+++ Supplied material
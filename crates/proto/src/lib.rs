//! Generated gRPC code for the fibo protobuf definitions.

/// Fibonacci service (Increment, Fibonacci).
pub mod fibonacci {
    tonic::include_proto!("fibo.v1");
}
impl<T: ReplicaTransport> LbChannel<T> {
    pub fn new(spec: ChannelSpec, transport: Arc<T>) -> Self {
        tracing::debug!(?spec, "created channel");
        Self {
            resolver: spec.resolver,
            selector: RwLock::new(Selector::new(spec.policy)),
            state: RwLock::new(ChannelState::Uninitialized),
            refresh_interval: spec.refresh_interval,
            resolve_lock: Mutex::new(()),
            transport,
        }
    }

    pub async fn state(&self) -> ChannelState {
        *self.state.read().await
    }

    /// The current address view.
    pub async fn addrs(&self) -> Vec<ReplicaAddr> {
        self.selector.read().await.addrs()
    }

    pub fn target(&self) -> String {
        self.resolver.target()
    }

    /// Send one request to whichever replica the policy picks.
    pub async fn call(&self, request: &CallRequest) -> Result<Reply, CallError> {
        let target = self.pick().await?;
        let op = request.operation();
        let _timer = fibo_metrics::start_rpc_timer(op.as_str());

        let result = self.transport.call(&target, request).await;
        match &result {
            Ok(reply) => {
                fibo_metrics::record_call(op.as_str(), "ok");
                tracing::debug!(%target, server = %reply.server_name, "{} answered", op);
            }
            Err(e) => {
                let outcome = if e.is_connectivity() { "unreachable" } else { "error" };
                fibo_metrics::record_call(op.as_str(), outcome);
                tracing::debug!(%target, "{} failed: {}", op, e);
            }
        }
        result
    }

    async fn pick(&self) -> Result<ReplicaAddr, CallError> {
        if self.state().await == ChannelState::Closed {
            return Err(CallError::Closed);
        }
        if let Some(addr) = self.selector.read().await.next() {
            return Ok(addr);
        }

        // Nothing resolved yet: resolve on demand.
        self.refresh()
            .await
            .map_err(|e| CallError::Resolve(e.to_string()))?;
        self.selector
            .read()
            .await
            .next()
            .ok_or_else(|| CallError::NoAddresses(self.resolver.target()))
    }

    /// Re-resolve the target and swap in the new address view.
    ///
    /// On failure the previous view is kept. Returns the number of
    /// addresses now known.
    pub async fn refresh(&self) -> Result<usize, ResolveError> {
        let _guard = self.resolve_lock.lock().await;
        {
            let mut state = self.state.write().await;
            match *state {
                ChannelState::Closed => return Ok(0),
                ChannelState::Uninitialized => *state = ChannelState::Connecting,
                _ => {}
            }
        }

        let resolved = self.resolver.resolve().await;
        let mut state = self.state.write().await;
        let addrs = match resolved {
            Ok(addrs) => resolver::ordered(addrs),
            Err(e) => {
                if *state == ChannelState::Connecting {
                    *state = ChannelState::Uninitialized;
                }
                tracing::warn!("resolving {} failed: {}", self.resolver.target(), e);
                return Err(e);
            }
        };
        if *state == ChannelState::Closed {
            return Ok(0);
        }

        let count = addrs.len();
        let changed = self.selector.write().await.update(addrs);
        if changed {
            tracing::info!(
                "{} now resolves to {} replica address(es)",
                self.resolver.target(),
                count
            );
        }
        *state = if count > 0 {
            ChannelState::Ready
        } else {
            ChannelState::Uninitialized
        };
        Ok(count)
    }

    /// Spawn periodic re-resolution when the channel has a refresh interval.
    pub fn spawn_refresh_task(self: &Arc<Self>) -> Option<tokio::task::JoinHandle<()>> {
        let interval = self.refresh_interval?;
        let channel = self.clone();
        Some(tokio::spawn(async move {
            let mut tick = tokio::time::interval(interval);
            loop {
                tick.tick().await;
                if channel.state().await == ChannelState::Closed {
                    break;
                }
                if let Err(e) = channel.refresh().await {
                    tracing::debug!("periodic refresh failed: {}", e);
                }
            }
        }))
    }

    /// Stop serving calls and drop cached connections.
    pub async fn close(&self) {
        *self.state.write().await = ChannelState::Closed;
        self.selector.write().await.update(Vec::new());
        self.transport.close().await;
        tracing::info!("channel to {} closed", self.resolver.target());
    }
}
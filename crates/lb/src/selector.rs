//! Per-call replica selection.
//!
//! A [`Selector`] holds the resolved address view and hands out one address
//! per call. `Direct` always returns the same address; `RoundRobin` walks
//! the ordered set with a shared cursor, so concurrent callers still spread
//! evenly.

use crate::rpc::ReplicaAddr;
use std::sync::atomic::{AtomicUsize, Ordering};

/// Selection policy for a channel.
#[derive(Debug, Clone, Copy, PartialEq, Eq)]
pub enum SelectionPolicy {
    Direct,
    RoundRobin,
}

#[derive(Debug)]
pub enum Selector {
    /// The first resolved address, used for every call.
    Direct(Option<ReplicaAddr>),
    RoundRobin(RoundRobin),
}

impl Selector {
    pub fn new(policy: SelectionPolicy) -> Self {
        match policy {
            SelectionPolicy::Direct => Selector::Direct(None),
            SelectionPolicy::RoundRobin => Selector::RoundRobin(RoundRobin::new(Vec::new())),
        }
    }

    pub fn policy(&self) -> SelectionPolicy {
        match self {
            Selector::Direct(_) => SelectionPolicy::Direct,
            Selector::RoundRobin(_) => SelectionPolicy::RoundRobin,
        }
    }

    /// Address for the next call, or `None` if nothing is resolved.
    pub fn next(&self) -> Option<ReplicaAddr> {
        match self {
            Selector::Direct(addr) => addr.clone(),
            Selector::RoundRobin(rr) => rr.next(),
        }
    }

    /// Replace the address view. Returns `true` if it changed.
    pub fn update(&mut self, mut addrs: Vec<ReplicaAddr>) -> bool {
        match self {
            Selector::Direct(current) => {
                let first = if addrs.is_empty() {
                    None
                } else {
                    Some(addrs.swap_remove(0))
                };
                if *current == first {
                    return false;
                }
                *current = first;
                true
            }
            Selector::RoundRobin(rr) => rr.update(addrs),
        }
    }

    pub fn addrs(&self) -> Vec<ReplicaAddr> {
        match self {
            Selector::Direct(addr) => addr.iter().cloned().collect(),
            Selector::RoundRobin(rr) => rr.addrs.clone(),
        }
    }

    pub fn is_empty(&self) -> bool {
        match self {
            Selector::Direct(addr) => addr.is_none(),
            Selector::RoundRobin(rr) => rr.addrs.is_empty(),
        }
    }
}

/// Equal-weight rotation over an ordered address set.
#[derive(Debug)]
pub struct RoundRobin {
    addrs: Vec<ReplicaAddr>,
    cursor: AtomicUsize,
}

impl RoundRobin {
    pub fn new(addrs: Vec<ReplicaAddr>) -> Self {
        Self {
            addrs,
            cursor: AtomicUsize::new(0),
        }
    }

    pub fn next(&self) -> Option<ReplicaAddr> {
        if self.addrs.is_empty() {
            return None;
        }
        let slot = self.cursor.fetch_add(1, Ordering::Relaxed) % self.addrs.len();
        Some(self.addrs[slot].clone())
    }

    /// Swap in a new address set. The cursor keeps counting, so a refresh
    /// does not send the next call back to the first address.
    pub fn update(&mut self, addrs: Vec<ReplicaAddr>) -> bool {
        if self.addrs == addrs {
            return false;
        }
        self.addrs = addrs;
        true
    }

    pub fn len(&self) -> usize {
        self.addrs.len()
    }

    pub fn is_empty(&self) -> bool {
        self.addrs.is_empty()
    }
}
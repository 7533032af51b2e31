use std::path::PathBuf;

fn main() -> Result<(), Box<dyn std::error::Error>> {
    // CARGO_MANIFEST_DIR points to crates/proto/
    // specs are at ../../specs/v1 (repo root)
    let manifest_dir = PathBuf::from(std::env::var("CARGO_MANIFEST_DIR")?);
    let proto_dir = manifest_dir.join("..").join("..").join("specs").join("v1");

    let proto_dir = proto_dir.canonicalize()?;
    let proto = proto_dir.join("fibonacci.proto");

    println!("cargo:rerun-if-changed={}", proto.display());

    tonic_build::configure()
        .build_server(true)
        .build_client(true)
        .compile_protos(&[proto.as_path()], &[proto_dir.as_path()])?;

    Ok(())
}
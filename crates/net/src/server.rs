//! gRPC service implementation.
//!
//! Bridges the tonic-generated `FibonacciService` trait to a [`Replica`].

use crate::convert;
use fibo_proto::fibonacci as pb;
use fibo_replica::Replica;
use std::sync::Arc;

pub struct FibonacciServiceImpl {
    pub replica: Arc<Replica>,
}

impl std::fmt::Debug for FibonacciServiceImpl {
    fn fmt(&self, f: &mut std::fmt::Formatter<'_>) -> std::fmt::Result {
        f.debug_struct("FibonacciServiceImpl")
            .field("server_name", &self.replica.identity().server_name)
            .finish_non_exhaustive()
    }
}

#[tonic::async_trait]
impl pb::fibonacci_service_server::FibonacciService for FibonacciServiceImpl {
    async fn increment(
        &self,
        request: tonic::Request<pb::IncrementRequest>,
    ) -> Result<tonic::Response<pb::IncrementResponse>, tonic::Status> {
        let req = request.into_inner();
        let out = self
            .replica
            .increment(&req.name)
            .await
            .map_err(convert::status_from_replica_error)?;

        Ok(tonic::Response::new(pb::IncrementResponse {
            number: out.number,
            server_name: out.server_name,
        }))
    }

    async fn fibonacci(
        &self,
        request: tonic::Request<pb::FibonacciRequest>,
    ) -> Result<tonic::Response<pb::FibonacciResponse>, tonic::Status> {
        let req = request.into_inner();
        let out = self
            .replica
            .fibonacci(req.n)
            .await
            .map_err(convert::status_from_replica_error)?;

        Ok(tonic::Response::new(pb::FibonacciResponse {
            value: out.value.to_string(),
            server_name: out.server_name,
        }))
    }
}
++++++
From the first line of the material above down to the line with "let _timer = fibo_metrics::start_rpc_timer(op.as_str());", output each line exactly; include both of those lines and add no others.

Task result -
filename crates/proto/src/lib.rs
//! Generated gRPC code for the fibo protobuf definitions.

/// Fibonacci service (Increment, Fibonacci).
pub mod fibonacci {
    tonic::include_proto!("fibo.v1");
}
impl<T: ReplicaTransport> LbChannel<T> {
    pub fn new(spec: ChannelSpec, transport: Arc<T>) -> Self {
        tracing::debug!(?spec, "created channel");
        Self {
            resolver: spec.resolver,
            selector: RwLock::new(Selector::new(spec.policy)),
            state: RwLock::new(ChannelState::Uninitialized),
            refresh_interval: spec.refresh_interval,
            resolve_lock: Mutex::new(()),
            transport,
        }
    }

    pub async fn state(&self) -> ChannelState {
        *self.state.read().await
    }

    /// The current address view.
    pub async fn addrs(&self) -> Vec<ReplicaAddr> {
        self.selector.read().await.addrs()
    }

    pub fn target(&self) -> String {
        self.resolver.target()
    }

    /// Send one request to whichever replica the policy picks.
    pub async fn call(&self, request: &CallRequest) -> Result<Reply, CallError> {
        let target = self.pick().await?;
        let op = request.operation();
        let _timer = fibo_metrics::start_rpc_timer(op.as_str());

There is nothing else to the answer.